## Problem requirements:
Your task is to quote the listing below exactly, beginning with its first line and ending on the line bearing "2D point at".

## Records for this exercise:

++++++++++

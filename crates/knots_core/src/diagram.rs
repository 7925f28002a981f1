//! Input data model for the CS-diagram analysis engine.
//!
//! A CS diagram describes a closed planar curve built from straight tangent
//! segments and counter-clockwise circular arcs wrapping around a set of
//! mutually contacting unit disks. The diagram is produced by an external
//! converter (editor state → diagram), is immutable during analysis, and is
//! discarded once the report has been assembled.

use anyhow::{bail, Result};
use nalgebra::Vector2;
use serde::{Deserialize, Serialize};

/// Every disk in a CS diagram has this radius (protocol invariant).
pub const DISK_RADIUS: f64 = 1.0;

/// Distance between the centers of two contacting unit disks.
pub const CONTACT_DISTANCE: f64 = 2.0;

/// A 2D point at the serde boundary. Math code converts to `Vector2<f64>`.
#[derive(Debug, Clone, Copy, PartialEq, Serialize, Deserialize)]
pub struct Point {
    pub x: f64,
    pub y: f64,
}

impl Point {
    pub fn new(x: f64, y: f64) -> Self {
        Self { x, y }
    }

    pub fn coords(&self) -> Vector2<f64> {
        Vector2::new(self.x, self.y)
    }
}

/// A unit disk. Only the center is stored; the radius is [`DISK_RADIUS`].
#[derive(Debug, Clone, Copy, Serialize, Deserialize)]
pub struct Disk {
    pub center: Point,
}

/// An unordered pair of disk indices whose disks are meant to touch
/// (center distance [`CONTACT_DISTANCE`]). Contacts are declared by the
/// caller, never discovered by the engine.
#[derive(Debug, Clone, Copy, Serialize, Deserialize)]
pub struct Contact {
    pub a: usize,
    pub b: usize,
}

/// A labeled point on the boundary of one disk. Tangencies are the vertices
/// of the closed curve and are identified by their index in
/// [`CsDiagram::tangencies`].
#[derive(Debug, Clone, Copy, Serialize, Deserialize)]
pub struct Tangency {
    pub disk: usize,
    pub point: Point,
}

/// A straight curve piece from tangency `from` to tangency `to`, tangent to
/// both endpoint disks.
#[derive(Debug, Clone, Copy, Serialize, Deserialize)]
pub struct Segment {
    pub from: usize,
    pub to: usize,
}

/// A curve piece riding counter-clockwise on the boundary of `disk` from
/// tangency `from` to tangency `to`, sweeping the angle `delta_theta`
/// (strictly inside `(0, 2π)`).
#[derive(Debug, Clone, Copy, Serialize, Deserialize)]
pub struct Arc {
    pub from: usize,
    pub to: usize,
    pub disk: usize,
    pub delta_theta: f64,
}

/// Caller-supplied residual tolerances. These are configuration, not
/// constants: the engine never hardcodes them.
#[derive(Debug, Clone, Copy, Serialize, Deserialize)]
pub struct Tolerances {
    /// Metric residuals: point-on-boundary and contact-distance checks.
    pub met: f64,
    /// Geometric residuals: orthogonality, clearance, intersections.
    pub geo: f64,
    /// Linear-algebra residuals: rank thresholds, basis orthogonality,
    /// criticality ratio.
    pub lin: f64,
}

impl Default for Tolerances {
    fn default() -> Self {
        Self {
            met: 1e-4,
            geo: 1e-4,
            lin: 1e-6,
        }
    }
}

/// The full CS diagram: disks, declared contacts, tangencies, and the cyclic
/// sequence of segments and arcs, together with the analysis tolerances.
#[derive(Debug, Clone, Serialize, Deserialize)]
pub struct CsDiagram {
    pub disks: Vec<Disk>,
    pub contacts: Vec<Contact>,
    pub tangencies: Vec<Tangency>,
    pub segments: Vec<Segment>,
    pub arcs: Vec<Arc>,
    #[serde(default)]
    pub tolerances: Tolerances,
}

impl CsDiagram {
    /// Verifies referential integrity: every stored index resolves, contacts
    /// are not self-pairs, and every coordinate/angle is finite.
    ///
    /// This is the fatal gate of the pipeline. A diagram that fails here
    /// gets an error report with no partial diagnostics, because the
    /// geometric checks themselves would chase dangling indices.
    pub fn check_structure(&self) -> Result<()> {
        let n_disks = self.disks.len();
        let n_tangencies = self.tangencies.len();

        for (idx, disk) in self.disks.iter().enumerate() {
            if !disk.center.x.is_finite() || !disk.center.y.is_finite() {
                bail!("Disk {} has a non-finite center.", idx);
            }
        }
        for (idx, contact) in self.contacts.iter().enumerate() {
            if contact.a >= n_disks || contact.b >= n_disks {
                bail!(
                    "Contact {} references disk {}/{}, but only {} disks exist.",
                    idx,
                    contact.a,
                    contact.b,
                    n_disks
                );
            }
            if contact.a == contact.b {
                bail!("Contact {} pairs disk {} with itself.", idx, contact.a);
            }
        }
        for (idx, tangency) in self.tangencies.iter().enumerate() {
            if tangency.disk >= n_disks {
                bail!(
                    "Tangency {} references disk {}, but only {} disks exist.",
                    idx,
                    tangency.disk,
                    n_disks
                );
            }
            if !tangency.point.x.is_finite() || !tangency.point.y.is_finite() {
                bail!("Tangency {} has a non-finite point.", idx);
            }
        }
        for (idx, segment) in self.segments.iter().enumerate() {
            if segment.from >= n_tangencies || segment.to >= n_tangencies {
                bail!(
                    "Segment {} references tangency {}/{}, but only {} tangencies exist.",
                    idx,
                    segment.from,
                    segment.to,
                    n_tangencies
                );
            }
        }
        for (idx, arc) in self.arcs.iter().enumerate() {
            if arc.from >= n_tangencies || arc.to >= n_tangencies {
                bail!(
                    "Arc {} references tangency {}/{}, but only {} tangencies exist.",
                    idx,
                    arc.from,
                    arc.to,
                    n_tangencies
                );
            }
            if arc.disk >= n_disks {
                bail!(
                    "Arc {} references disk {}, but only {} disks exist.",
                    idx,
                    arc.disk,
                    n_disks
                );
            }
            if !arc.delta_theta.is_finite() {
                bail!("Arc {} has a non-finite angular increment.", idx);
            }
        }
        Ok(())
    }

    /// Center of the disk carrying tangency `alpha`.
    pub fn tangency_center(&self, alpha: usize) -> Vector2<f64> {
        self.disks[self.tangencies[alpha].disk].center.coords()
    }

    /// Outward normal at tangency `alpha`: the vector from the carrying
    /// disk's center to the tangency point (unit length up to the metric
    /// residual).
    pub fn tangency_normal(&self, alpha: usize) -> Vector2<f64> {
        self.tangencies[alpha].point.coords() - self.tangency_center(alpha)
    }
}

++++++++++

## Result below:
filename crates/knots_core/src/diagram.rs
repository 7925f28002a981f1
//! Input data model for the CS-diagram analysis engine.
//!
//! A CS diagram describes a closed planar curve built from straight tangent
//! segments and counter-clockwise circular arcs wrapping around a set of
//! mutually contacting unit disks. The diagram is produced by an external
//! converter (editor state → diagram), is immutable during analysis, and is
//! discarded once the report has been assembled.

use anyhow::{bail, Result};
use nalgebra::Vector2;
use serde::{Deserialize, Serialize};

/// Every disk in a CS diagram has this radius (protocol invariant).
pub const DISK_RADIUS: f64 = 1.0;

/// Distance between the centers of two contacting unit disks.
pub const CONTACT_DISTANCE: f64 = 2.0;

/// A 2D point at the serde boundary. Math code converts to `Vector2<f64>`.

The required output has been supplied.